**PROBLEM TO WORK ON:**
Print each line from the start of the records below up through the line where "trackable input type." is found, exactly as given.

**RECORDS FOR THE TASK:**
"""

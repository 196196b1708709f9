// src/file_types.rs
// Type resolution: which files are trackable, what they import, and what
// their compiled output looks like. The manager only ever talks to the
// `FileTypes` trait; `DefaultFileTypes` is the implementation the
// application ships with.

use crate::types::SourceFile;
use crate::utils::identity;
use once_cell::sync::Lazy;
use regex::Regex;
use std::fs;
use std::path::Path;

pub trait FileTypes: Send + Sync {
    /// Whether this path is a trackable input type.
    fn is_supported(&self, path: &str) -> bool;

    /// Declared import paths of `path`, resolved to absolute-ish paths in
    /// the same form the scanner produces. Unreadable files yield an empty
    /// list; only the scanner reports filesystem problems.
    fn get_imports(&self, path: &str) -> Vec<String>;

    /// Builds the record for a newly tracked file.
    fn format(&self, file_path: &str, project_path: &str) -> Result<SourceFile, String>;

    /// Extension (dot included) of the compiled output for this input type.
    fn compiled_extension(&self, path: &str) -> String;
}

const SUPPORTED_EXTENSIONS: &[&str] = &["less", "sass", "scss", "styl", "css", "js"];
const CSS_FAMILY: &[&str] = &["less", "sass", "scss", "styl", "css"];

// Matches `@import "x"`, `@import 'x'` and `@import url(x)` forms.
static IMPORT_RE: Lazy<Regex> =
    Lazy::new(|| Regex::new(r#"@import\s+(?:url\(\s*)?["']?([^"'()\s;]+)"#).unwrap());

fn extension_of(path: &str) -> Option<String> {
    Path::new(path)
        .extension()
        .and_then(|e| e.to_str())
        .map(|e| e.to_ascii_lowercase())
}

pub struct DefaultFileTypes;

impl FileTypes for DefaultFileTypes {
    fn is_supported(&self, path: &str) -> bool {
        match extension_of(path) {
            Some(ext) => SUPPORTED_EXTENSIONS.contains(&ext.as_str()),
            None => false,
        }
    }

    fn get_imports(&self, path: &str) -> Vec<String> {
        let ext = match extension_of(path) {
            Some(e) if CSS_FAMILY.contains(&e.as_str()) => e,
            _ => return Vec::new(),
        };

        let content = match fs::read_to_string(path) {
            Ok(c) => c,
            Err(_) => return Vec::new(),
        };

        let dir = Path::new(path).parent().unwrap_or_else(|| Path::new(""));
        let mut imports = Vec::new();

        for cap in IMPORT_RE.captures_iter(&content) {
            let target = &cap[1];
            if target.starts_with("http://") || target.starts_with("https://") || target.starts_with("//") {
                continue;
            }

            let mut resolved = dir.join(target);
            if resolved.extension().is_none() {
                // `@import "partials/base"` in a .scss file means base.scss
                resolved.set_extension(&ext);
            }

            if resolved.is_file() {
                let resolved = resolved.to_string_lossy().to_string();
                if !imports.contains(&resolved) {
                    imports.push(resolved);
                }
            }
        }

        imports
    }

    fn format(&self, file_path: &str, project_path: &str) -> Result<SourceFile, String> {
        let ext = extension_of(file_path)
            .filter(|e| SUPPORTED_EXTENSIONS.contains(&e.as_str()))
            .ok_or_else(|| format!("Unsupported file type: {}", file_path))?;

        let path = Path::new(file_path);
        let name = path
            .file_name()
            .map(|os| os.to_string_lossy().to_string())
            .unwrap_or_else(|| file_path.to_string());

        let stem = file_path
            .strip_suffix(&format!(".{}", ext))
            .unwrap_or(file_path);
        let output = format!("{}{}", stem, self.compiled_extension(file_path));

        Ok(SourceFile {
            id: identity(file_path),
            pid: identity(project_path),
            input: file_path.to_string(),
            output,
            file_type: ext,
            name,
        })
    }

    fn compiled_extension(&self, path: &str) -> String {
        match extension_of(path).as_deref() {
            Some("less") | Some("sass") | Some("scss") | Some("styl") => ".css".to_string(),
            Some("css") => ".min.css".to_string(),
            Some("js") => ".min.js".to_string(),
            _ => String::new(),
        }
    }
}
// src/config.rs
use crate::storage::Storage;
use serde::{Deserialize, Serialize};

const USER_OPTIONS_KEY: &str = "user_options";

// Global user options: default output directories handed to new projects,
// plus the global filter pattern string applied on top of every project's
// own patterns.
#[derive(Debug, Serialize, Deserialize, Clone)]
#[serde(default)]
pub struct UserOptions {
    pub css_path: String,
    pub js_path: String,
    pub html_path: String,
    pub js_min_path: String,
    pub filter_patterns: String,
}

impl Default for UserOptions {
    fn default() -> Self {
        UserOptions {
            css_path: "css".to_string(),
            js_path: "js".to_string(),
            html_path: "html".to_string(),
            js_min_path: "js/min".to_string(),
            filter_patterns: String::new(),
        }
    }
}

impl UserOptions {
    /// Loads the stored options, falling back to defaults when nothing has
    /// been saved yet.
    pub fn load(storage: &Storage) -> Result<UserOptions, String> {
        match storage.get_setting(USER_OPTIONS_KEY)? {
            Some(json) => serde_json::from_str(&json)
                .map_err(|e| format!("Failed to parse stored user options: {}", e)),
            None => Ok(UserOptions::default()),
        }
    }

    pub fn save(&self, storage: &Storage) -> Result<(), String> {
        let json = serde_json::to_string(self)
            .map_err(|e| format!("Failed to serialize user options: {}", e))?;
        storage.set_setting(USER_OPTIONS_KEY, &json)
    }
}
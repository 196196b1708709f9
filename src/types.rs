// src/types.rs
use serde::{Deserialize, Serialize};
use std::collections::HashSet;

// Per-project settings. Output paths are seeded from the global UserOptions
// when the project is created so later changes to the defaults don't touch
// existing projects.
#[derive(Debug, Serialize, Deserialize, Clone)]
pub struct ProjectConfig {
    pub live_refresh: bool,
    pub server_url: String,
    #[serde(default)] // Older saved projects may not carry filter patterns
    pub filter_patterns: String,
    #[serde(default)]
    pub use_custom_server: bool,
    #[serde(default)]
    pub custom_server_url: String,
    pub css_path: String,
    pub js_path: String,
    pub html_path: String,
    pub js_min_path: String,
}

#[derive(Debug, Serialize, Deserialize, Clone)]
pub struct Project {
    pub id: String,
    pub name: String,
    pub path: String,
    pub config: ProjectConfig,
    pub updated_at: Option<String>,
}

// A standalone tracked input, eligible for compilation on its own.
#[derive(Debug, Serialize, Deserialize, Clone)]
pub struct SourceFile {
    pub id: String,
    pub pid: String,
    pub input: String,
    pub output: String,
    pub file_type: String,
    pub name: String,
}

// A path pulled in by one or more SourceFiles. `parents` holds the ids of
// the referencing files and must never be empty while the record exists.
#[derive(Debug, Serialize, Deserialize, Clone)]
pub struct Import {
    pub id: String,
    pub pid: String,
    pub path: String,
    pub parents: HashSet<String>,
}

// Payload of the data-change broadcast: the full current state.
#[derive(Debug, Serialize, Clone)]
pub struct Snapshot {
    pub projects: Vec<Project>,
    pub files: Vec<SourceFile>,
    pub imports: Vec<Import>,
}
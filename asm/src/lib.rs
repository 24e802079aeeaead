pub mod assembler;
pub mod error;
pub mod expr;
pub mod listing;
pub mod symbol;

pub use assembler::{Assembler, Insn, Program, State};
pub use error::Error;
pub use symbol::{Action, Symbol, Symbols};

use mlarch::Image;

/// Assemble a listing into a memory image.
pub fn assemble(listing: &str) -> Result<Image, Error> {
    Ok(Program::assemble(listing)?.image)
}
use mlarch::image::ADDR_MASK;
use mlarch::inst::{Combine, Reduce, Seed, CADDR_MASK};
use mlarch::Op;

use crate::context::Context;
use crate::error::Fault;
use crate::model::Sim;

fn even(what: &'static str, addr: u32) -> Result<u32, Fault> {
    match addr & 1 {
        0 => Ok(addr),
        _ => Err(Fault::Misaligned(what, addr)),
    }
}

fn lane_bytes(word: u64) -> [i8; 8] {
    word.to_le_bytes().map(|b| b as i8)
}

impl Sim {
    /// Execute one MACC engine instruction. Costs one cycle.
    pub fn exec(&mut self, ctx: &mut Context, op: Op) -> Result<(), Fault> {
        ctx.stats.cycles += 1;
        match op {
            Op::SetBase(base, value) => {
                let reg = self.base_mut(base);
                *reg = value & base.mask();
                let reg = *reg;
                ctx.trace(op, format_args!("-> 0x{:05x}", reg))
            }
            Op::AddBase(base, value) => {
                let reg = self.base_mut(base);
                *reg = reg.wrapping_add(value) & base.mask();
                let reg = *reg;
                ctx.trace(op, format_args!("-> 0x{:05x}", reg))
            }
            Op::Store {
                lanes,
                relu,
                addr,
                shift,
            } => {
                if shift >= 32 {
                    return Err(Fault::ShiftTooLarge(shift));
                }
                let ea = self.sbp.wrapping_add(addr) & ADDR_MASK;
                let floor = if relu { 0 } else { -128 };
                let v0 = (self.acc0 >> shift).clamp(floor, 127) as u8;
                let v1 = (self.acc1 >> shift).clamp(floor, 127) as u8;
                if lanes.lane0() {
                    self.mem.set_byte(ea, v0);
                }
                if lanes.lane1() {
                    self.mem.set_byte(ea.wrapping_add(1), v1);
                }
                ctx.trace(
                    op,
                    format_args!(
                        "0x{:08x} 0x{:08x} -> 0x{:02x} 0x{:02x} @ 0x{:05x}",
                        self.acc0, self.acc1, v0, v1, ea
                    ),
                )
            }
            Op::Save { lanes, addr } => {
                let ea = even("save", self.sbp.wrapping_add(addr) & ADDR_MASK)?;
                if lanes.lane0() {
                    self.mem.set_word(ea, self.acc0 as u32);
                }
                if lanes.lane1() {
                    self.mem.set_word(ea.wrapping_add(4), self.acc1 as u32);
                }
                ctx.trace(
                    op,
                    format_args!("0x{:08x} 0x{:08x} @ 0x{:05x}", self.acc0, self.acc1, ea),
                )
            }
            Op::Fetch {
                combine,
                lanes,
                addr,
            } => {
                let ea = even("load", self.lbp.wrapping_add(addr) & ADDR_MASK)?;
                let v0 = self.mem.word(ea) as i32;
                let v1 = self.mem.word(ea.wrapping_add(4)) as i32;
                let apply = |acc: i32, v: i32| match combine {
                    Combine::Set => v,
                    Combine::Add => acc.wrapping_add(v),
                    Combine::Max => acc.max(v),
                };
                if lanes.lane0() {
                    self.acc0 = apply(self.acc0, v0);
                }
                if lanes.lane1() {
                    self.acc1 = apply(self.acc1, v1);
                }
                ctx.trace(
                    op,
                    format_args!("-> 0x{:08x} 0x{:08x}", self.acc0, self.acc1),
                )
            }
            Op::Macc {
                reduce,
                addr,
                slot,
            } => {
                let ea = even("vector", self.vbp.wrapping_add(addr) & ADDR_MASK)?;
                let ci = (self.cbp.wrapping_add(slot) & CADDR_MASK) as usize;
                match reduce.seed() {
                    Seed::Keep => {}
                    Seed::Zero => self.set_acc(0, 0),
                    Seed::Min => self.set_acc(i32::MIN, 0),
                }

                let data = self.mem.dword(ea);
                let c0 = lane_bytes(self.coeff0[ci]);
                let c1 = lane_bytes(self.coeff1[ci]);
                for (i, &m) in lane_bytes(data).iter().enumerate() {
                    let p0 = c0[i] as i32 * m as i32;
                    let p1 = c1[i] as i32 * m as i32;
                    match reduce {
                        Reduce::Sum { .. } => self.acc0 = self.acc0.wrapping_add(p0),
                        // zero coefficient masks the term out of the max
                        Reduce::Max(_) if c0[i] != 0 => self.acc0 = self.acc0.max(p0),
                        Reduce::Max(_) => {}
                    }
                    self.acc1 = self.acc1.wrapping_add(p1);
                }
                ctx.stats.ops += 1;

                ctx.trace(
                    op,
                    format_args!(
                        "0x{:016x} @ 0x{:05x}, 0x{:016x} 0x{:016x} @ 0x{:03x} -> 0x{:08x} 0x{:08x}",
                        data, ea, self.coeff0[ci], self.coeff1[ci], ci, self.acc0, self.acc1
                    ),
                )
            }
            _ => Err(Fault::NotDatapath(op.opcode())),
        }
    }
}
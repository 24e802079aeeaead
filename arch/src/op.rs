use num_enum::{IntoPrimitive, TryFromPrimitive};
use strum::{Display, EnumIter, EnumString};

/// Opcode numbers of the accelerator. The variant name is the assembler
/// mnemonic.
#[derive(
    Debug,
    Clone,
    Copy,
    PartialEq,
    Eq,
    Hash,
    TryFromPrimitive,
    IntoPrimitive,
    EnumString,
    Display,
    EnumIter,
)]
#[repr(u8)]
pub enum OpCode {
    // Sequencer
    Sync = 0,
    Call = 1,
    Return = 2,
    Execute = 3,
    LoadCode = 4,
    LoadCoeff0 = 5,
    LoadCoeff1 = 6,
    ContinueLoad = 7,

    // Base pointers
    SetVBP = 8,
    AddVBP = 9,
    SetLBP = 10,
    AddLBP = 11,
    SetSBP = 12,
    AddSBP = 13,
    SetCBP = 14,
    AddCBP = 15,

    // Accumulator output
    Store = 16,
    Store0 = 17,
    Store1 = 18,
    ReLU = 20,
    ReLU0 = 21,
    ReLU1 = 22,
    Save = 24,
    Save0 = 25,
    Save1 = 26,

    // Accumulator input
    LdSet = 28,
    LdSet0 = 29,
    LdSet1 = 30,
    LdAdd = 32,
    LdAdd0 = 33,
    LdAdd1 = 34,
    LdMax = 36,
    LdMax0 = 37,
    LdMax1 = 38,

    // Compute
    MACC = 40,
    MMAX = 41,
    MACCZ = 42,
    MMAXZ = 43,
    MMAXN = 45,
}

impl OpCode {
    /// Look up a mnemonic. Mnemonics are case sensitive.
    pub fn parse(s: &str) -> Option<Self> {
        s.parse::<Self>().ok()
    }

    pub fn format(self) -> Format {
        use OpCode::*;
        match self {
            Sync | Return => Format::A,
            Call | ContinueLoad => Format::M,
            Execute => Format::CM,
            LoadCode | LoadCoeff0 | LoadCoeff1 => Format::MC,
            SetVBP | AddVBP | SetLBP | AddLBP | SetSBP | AddSBP => Format::M,
            SetCBP | AddCBP => Format::C,
            Store | Store0 | Store1 | ReLU | ReLU0 | ReLU1 => Format::MC,
            Save | Save0 | Save1 => Format::M,
            LdSet | LdSet0 | LdSet1 | LdAdd | LdAdd0 | LdAdd1 | LdMax | LdMax0 | LdMax1 => {
                Format::M
            }
            MACC | MMAX | MACCZ | MMAXZ | MMAXN => Format::MC,
        }
    }

    /// Sequencer instructions cannot be placed in the code cache.
    pub fn is_sequencer(self) -> bool {
        (self as u8) < 8
    }
}

/// Instruction word field an operand is added into.
#[derive(Debug, Clone, Copy, PartialEq, Eq, Hash, Display)]
pub enum Field {
    #[strum(serialize = "maddr")]
    Maddr,
    #[strum(serialize = "caddr")]
    Caddr,
}

/// Operand layout of a mnemonic.
#[derive(Debug, Clone, Copy, PartialEq, Eq)]
pub enum Format {
    /// No operand
    A,
    /// Memory address
    M,
    /// Coefficient address
    C,
    /// Memory address, coefficient address
    MC,
    /// Cache index, count
    CM,
}

impl Format {
    /// Fields the operands land in, in source order.
    pub fn fields(self) -> &'static [Field] {
        match self {
            Format::A => &[],
            Format::M => &[Field::Maddr],
            Format::C => &[Field::Caddr],
            Format::MC => &[Field::Maddr, Field::Caddr],
            Format::CM => &[Field::Caddr, Field::Maddr],
        }
    }

    pub fn arity(self) -> usize {
        self.fields().len()
    }
}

"""

**RESPONSE TO THIS EXERCISE:**
repository 196196b1708709f9
// src/file_types.rs
// Type resolution: which files are trackable, what they import, and what
// their compiled output looks like. The manager only ever talks to the
// `FileTypes` trait; `DefaultFileTypes` is the implementation the
// application ships with.

use crate::types::SourceFile;
use crate::utils::identity;
use once_cell::sync::Lazy;
use regex::Regex;
use std::fs;
use std::path::Path;

pub trait FileTypes: Send + Sync {
    /// Whether this path is a trackable input type.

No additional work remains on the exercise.